**Task**
Begin at the line that contains "use crate::DeviceArgs;" and repeat every line from there to the end of the records below, inclusive, without adding any other line.

Saved data entries:
'''
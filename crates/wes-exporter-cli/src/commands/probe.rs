use std::sync::Arc;

use wes_exporter_server::exposition::Exposition;

use crate::DeviceArgs;

/// One poll cycle, then the exposition text on stdout.
pub fn run(args: &DeviceArgs) -> Result<(), String> {
    let poller = super::make_poller(args, 0.0)?;
    let rt = tokio::runtime::Runtime::new().map_err(|e| format!("tokio runtime: {e}"))?;
    rt.block_on(poller.poll_once())
        .map_err(|e| format!("{} error: {e}", e.kind()))?;

    let text = Exposition::new(Arc::clone(poller.registry()))
        .render()
        .map_err(|e| format!("encoding metrics: {e}"))?;
    print!("{text}");
    log::info!("{} series from {}", poller.registry().series_count(), super::device_url(args));
    Ok(())
}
'''
**Exercise result**
use crate::DeviceArgs;

/// One poll cycle, then the exposition text on stdout.
pub fn run(args: &DeviceArgs) -> Result<(), String> {
    let poller = super::make_poller(args, 0.0)?;
    let rt = tokio::runtime::Runtime::new().map_err(|e| format!("tokio runtime: {e}"))?;
    rt.block_on(poller.poll_once())
        .map_err(|e| format!("{} error: {e}", e.kind()))?;

    let text = Exposition::new(Arc::clone(poller.registry()))
        .render()
        .map_err(|e| format!("encoding metrics: {e}"))?;
    print!("{text}");
    log::info!("{} series from {}", poller.registry().series_count(), super::device_url(args));
    Ok(())
}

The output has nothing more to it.